Even though we did not know exactly which nerves were activated by foot stimulation, it is highly likely that it activates afferent axons in the lateral and medial plantar nerves of the foot, because the 2 skin surface electrodes were placed along the passage of these nerves (Fig. 2). A large body of animal studies indicated that tibial nerve neuromodulation inhibited bladder overactivity by activating spinal inhibitory neurotransmitters (opioid, gamma aminobutyric acid) and metabolic glutamate receptor 3 [16, 18, 19]. Inhibition of bladder spasm in the present study may also involve these inhibitory neurotransmitters. The activation of sensory nerves at foot might induce the release of inhibitory neurotransmitters that in turn produce an inhibitory interaction between somatic peripheral neuropathway and autonomic micturition reflex to suppress bladder hyperactivity and pain.

Neuromodulation is widely used as an alternative approach for treatment of bladder dysfunctions [18, 20]. Sacral neuromodulation is the most effective method, but it is invasive and requires high cost.
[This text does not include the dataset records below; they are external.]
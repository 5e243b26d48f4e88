//! Application configuration

mod app_config;

pub use app_config::{
    AppConfig, LogFormat, LoggingConfig, SecurityConfig, ServerConfig, LEGACY_SECRET_VAR,
};
//! User account endpoints
//!
//! Responses carry the public projection of an account (id, username,
//! email). Rejected writes answer with a generic 400 and the cause is only
//! logged.

use axum::{
    extract::{Path, State},
    http::StatusCode,
    routing::{get, post},
    Router,
};
use serde::Deserialize;
use tracing::{debug, warn};

use crate::api::state::AppState;
use crate::api::types::{ApiError, Json};
use crate::domain::account::{Account, AccountChanges, AccountId};
use crate::domain::DomainError;
use crate::infrastructure::account::CreateAccountRequest;

/// Message returned for every rejected write
pub const INVALID_USER_DATA: &str = "Invalid user data";

/// Create the accounts router
pub fn create_accounts_router() -> Router<AppState> {
    Router::new()
        .route("/users", post(create_user))
        .route(
            "/users/{id}",
            get(get_user).patch(update_user).delete(delete_user),
        )
}

/// Registration payload
#[derive(Debug, Deserialize)]
pub struct CreateUserRequest {
    pub username: String,
    pub email: String,
    pub password: String,
}

/// Degrade any write failure to a generic client rejection
fn reject_write(err: DomainError) -> ApiError {
    if err.is_client_error() {
        debug!(error = %err, "Account write rejected");
    } else {
        warn!(error = %err, "Account write failed");
    }

    ApiError::bad_request(INVALID_USER_DATA)
}

fn account_not_found(id: AccountId) -> ApiError {
    ApiError::not_found(format!("User '{}' not found", id))
}

/// POST /users
pub async fn create_user(
    State(state): State<AppState>,
    Json(request): Json<CreateUserRequest>,
) -> Result<Json<Account>, ApiError> {
    let request = CreateAccountRequest {
        username: request.username,
        email: request.email,
        password: request.password,
    };

    let account = state
        .account_service
        .create(request)
        .await
        .map_err(reject_write)?;

    Ok(Json(account))
}

/// GET /users/{id}
pub async fn get_user(
    State(state): State<AppState>,
    Path(id): Path<u64>,
) -> Result<Json<Account>, ApiError> {
    let id = AccountId::new(id);

    state
        .account_service
        .get(id)
        .await?
        .map(Json)
        .ok_or_else(|| account_not_found(id))
}

/// PATCH /users/{id}
pub async fn update_user(
    State(state): State<AppState>,
    Path(id): Path<u64>,
    Json(changes): Json<AccountChanges>,
) -> Result<Json<Account>, ApiError> {
    let id = AccountId::new(id);

    match state.account_service.update(id, changes).await {
        Ok(account) => Ok(Json(account)),
        Err(DomainError::NotFound { .. }) => Err(account_not_found(id)),
        Err(err) => Err(reject_write(err)),
    }
}

/// DELETE /users/{id}
pub async fn delete_user(
    State(state): State<AppState>,
    Path(id): Path<u64>,
) -> Result<StatusCode, ApiError> {
    let id = AccountId::new(id);

    if state.account_service.remove(id).await? {
        Ok(StatusCode::NO_CONTENT)
    } else {
        Err(account_not_found(id))
    }
}
//! Account infrastructure module
//!
//! This module provides implementations for account storage and credentials,
//! including password hashing with Argon2, an in-memory store and the
//! account service.

mod password;
mod repository;
mod service;

pub use password::{Argon2Cost, Argon2Hasher};
pub use repository::InMemoryAccountStore;
pub use service::{AccountService, CreateAccountRequest};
Tibial neuromodulation is minimally invasive, that involves inserting a needle electrode near the ankle to stimulate the tibial nerve, there were no reports indicate the beneficial effects of tibial nerve stimulation on bladder spasm, however, it was proved as efficacious as antimuscarinic drugs for many bladder dysfunctions such as detrusor overactivity [21], a full-scale randomized trial (RCT) conducted in older adults in residential care homes suggested transcutaneous tibial nerve stimulation (PTNS) could reduce the number of episodes of urinary and fecal incontinence [22]; another RCT study conducted on overactive bladder patients demonstrated 12 month weekly PTNS had effectiveness on overactive bladder symptom improvement [23]. There are several advantages of foot stimulation used in this study over tibial neuromodulation: compeletely noinvasive, without adverse effects and can be conducted by patients themselves.

It should be noted that there are some limitations in the present study such as the absence of placebo controls. It is hard to design a placebo control for foot stimulation, since managements such as simply turning off the stimulation would be easily noticed by the patient.

Conclusion

In summary, electrical foot stimulation could relieve the symptoms of bladder spasms and pain after BPH or bladder surgeries. Since foot stimulation is non-invasive, convenient for patients to use, and has no side effect, it could be considered as an additional modality for the control of postoperative bladder spasms and/or pain.